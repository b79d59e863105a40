// Copyright 2022 Webb Technologies Inc.
//
// Licensed under the Apache License, Version 2.0 (the "License");
// you may not use this file except in compliance with the License.
// You may obtain a copy of the License at
//
// http://www.apache.org/licenses/LICENSE-2.0
//
// Unless required by applicable law or agreed to in writing, software
// distributed under the License is distributed on an "AS IS" BASIS,
// WITHOUT WARRANTIES OR CONDITIONS OF ANY KIND, either express or implied.
// See the License for the specific language governing permissions and
// limitations under the License.

//! # Relayer Store Module 🕸️
//!
//! A module for managing the storage of the relayer.
//!
//! ## Overview
//!
//! The relayer store module persists per-domain block cursors, the
//! durable progress markers that make restart-safe polling possible.

use crossbridge_relayer_types::DomainId;
use crossbridge_relayer_utils::Result;

/// A module for managing in-memory storage of the relayer.
pub mod mem;
/// A module for setting up and managing a [Sled](https://sled.rs)-based database.
#[cfg(feature = "sled")]
pub mod sled;

/// A store that uses [`sled`](https://sled.rs) as the backend.
#[cfg(feature = "sled")]
pub use self::sled::SledStore;
/// A store that uses in memory data structures as the backend.
pub use mem::InMemoryStore;

/// BlockCursorStore is the durable mapping from a domain id to the last
/// fully processed block number on that chain.
///
/// Each cursor has exactly one writer, the chain component that owns the
/// domain; distinct domains never contend on the same key. Any storage
/// I/O error is surfaced to the caller as-is, progress tracking must not
/// be allowed to silently corrupt.
pub trait BlockCursorStore: Clone + Send + Sync {
    /// Persists the last fully processed block for the domain.
    ///
    /// Writes are monotonic: a block number lower than the persisted one
    /// is ignored, so a cursor can never move backwards.
    fn store_block(
        &self,
        domain_id: DomainId,
        block_number: u64,
    ) -> Result<()>;

    /// Returns the persisted cursor for the domain, if any.
    fn last_block(&self, domain_id: DomainId) -> Result<Option<u64>>;

    /// Resolves the block a chain should start polling from.
    ///
    /// With `fresh_start` any persisted cursor is ignored and the
    /// configured start wins. Otherwise configuration can only move
    /// progress forward, never backward: the larger of the persisted
    /// cursor and the configured start is returned.
    fn starting_block(
        &self,
        domain_id: DomainId,
        configured_start: u64,
        fresh_start: bool,
    ) -> Result<u64> {
        if fresh_start {
            return Ok(configured_start);
        }
        Ok(match self.last_block(domain_id)? {
            Some(persisted) => persisted.max(configured_start),
            None => configured_start,
        })
    }
}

#### Your goal
Scan the material above and copy every line that holds the string "storage".

#### Output for this exercise
//! A module for managing the storage of the relayer.
/// A module for managing in-memory storage of the relayer.
/// domain; distinct domains never contend on the same key. Any storage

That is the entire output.